When the British high commissioner left Palestine on 14 May 1948, the State of Israel was proclaimed and Arab armies crossed into Palestine. As hostilities continued in the following months, Pope Pius grew deeply concerned. On 24 October 1948, he published another encyclical letter, In multiplicibus curis, concerning prayers for peace in Palestine. The pope expressed sorrow “that, in the land in which our Lord Jesus Christ shed His blood to bring redemption and salvation to all mankind, the blood of man continues to flow; and that beneath the skies which echoed on that fateful night with the Gospel tidings of peace, men continue to fight and to increase the distress of the unfortunate and the fear of the terrorized, while thousands of refugees, homeless and driven, wander from their fatherland in search of shelter and food.”

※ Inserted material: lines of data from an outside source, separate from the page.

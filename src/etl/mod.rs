//! Batch loader: drives extraction, fact resolution and the store, one file
//! at a time, committing once per file.
//!
//! Failures are recovered at the smallest granularity available. A file that
//! cannot be extracted is skipped entirely, a record that cannot be written
//! (or whose song lookup fails) is skipped on its own. Nothing here aborts a
//! batch.

mod discovery;
mod report;
mod resolver;

pub use discovery::discover_files;
pub use report::{BatchSummary, FileKind, FileReport, FileStatus, SkipReason, SkippedRecord};
pub use resolver::resolve_song_play;

use crate::extract::{extract_log_file, extract_song_file, LogFileRecords};
use crate::warehouse::{Artist, Song, WarehouseStore};
use std::path::Path;
use tracing::{debug, info, warn};

/// Loads the artist and song of one song-metadata file.
pub fn process_song_file(store: &dyn WarehouseStore, path: &Path) -> FileReport {
    let mut report = FileReport::new(path, FileKind::Song);
    let (artist, song) = match extract_song_file(path) {
        Ok(records) => records,
        Err(e) => {
            report.mark_skipped(&e);
            return report;
        }
    };

    in_file_transaction(store, &mut report, |report| {
        load_song_records(store, report, &artist, &song)
    });
    report.log_summary();
    report
}

/// Loads the time buckets, users and song plays of one log file.
pub fn process_log_file(store: &dyn WarehouseStore, path: &Path) -> FileReport {
    let mut report = FileReport::new(path, FileKind::Log);
    let records = match extract_log_file(path) {
        Ok(records) => records,
        Err(e) => {
            report.mark_skipped(&e);
            return report;
        }
    };

    in_file_transaction(store, &mut report, |report| {
        load_log_records(store, report, &records)
    });
    report.log_summary();
    report
}

/// Processes every file of `kind` found under `root`, in path order.
pub fn process_data(
    store: &dyn WarehouseStore,
    root: &Path,
    extension: &str,
    kind: FileKind,
) -> BatchSummary {
    let files = discover_files(root, extension);
    let num_files = files.len();
    info!("{} files found in {}", num_files, root.display());

    let mut summary = BatchSummary {
        files_found: num_files,
        ..Default::default()
    };
    for (index, path) in files.iter().enumerate() {
        let report = match kind {
            FileKind::Song => process_song_file(store, path),
            FileKind::Log => process_log_file(store, path),
        };
        summary.add(&report);
        info!("{}/{} files processed.", index + 1, num_files);
    }
    summary.log(kind);
    summary
}

fn in_file_transaction<F>(store: &dyn WarehouseStore, report: &mut FileReport, load: F)
where
    F: FnOnce(&mut FileReport),
{
    if let Err(e) = store.begin_file() {
        report.mark_transaction_failed(&e);
        return;
    }

    load(report);

    if let Err(e) = store.commit_file() {
        report.mark_transaction_failed(&e);
        if let Err(rollback_error) = store.rollback_file() {
            warn!("Rollback after failed commit also failed: {}", rollback_error);
        }
    }
}

fn load_song_records(
    store: &dyn WarehouseStore,
    report: &mut FileReport,
    artist: &Artist,
    song: &Song,
) {
    match store.insert_artist(artist) {
        Ok(()) => report.written.artists += 1,
        Err(e) => report.record_skipped("artists", &e),
    }
    match store.insert_song(song) {
        Ok(()) => report.written.songs += 1,
        Err(e) => report.record_skipped("songs", &e),
    }
}

fn load_log_records(store: &dyn WarehouseStore, report: &mut FileReport, records: &LogFileRecords) {
    for bucket in &records.time_buckets {
        match store.insert_time_bucket(bucket) {
            Ok(()) => report.written.time += 1,
            Err(e) => report.record_skipped("time", &e),
        }
    }

    // Line order, so the last line of a user decides its level
    for user in &records.users {
        match store.upsert_user(user) {
            Ok(()) => report.written.users += 1,
            Err(e) => report.record_skipped("users", &e),
        }
    }

    for event in &records.play_events {
        let play = match resolve_song_play(store, event) {
            Ok(play) => play,
            Err(e) => {
                report.record_skipped("songplays", &e);
                continue;
            }
        };
        let matched = play.is_matched();
        match store.insert_song_play(&play) {
            Ok(songplay_id) => {
                debug!(
                    "songplay {} for user {} (matched: {})",
                    songplay_id, play.user_id, matched
                );
                report.written.songplays += 1;
                if !matched {
                    report.unmatched_plays += 1;
                }
            }
            Err(e) => report.record_skipped("songplays", &e),
        }
    }
}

Pope Pius XII’s relief initiatives
Pius XII, “without abandoning the attitude of impartiality,” did his utmost to attain justice and peace in Palestine. He sought to come to the aid of the victims of the war by sending the resources at his disposal to his representatives in Palestine, Lebanon and Egypt, and by encouraging the formation among Catholics in various countries of undertakings organized for the same purpose.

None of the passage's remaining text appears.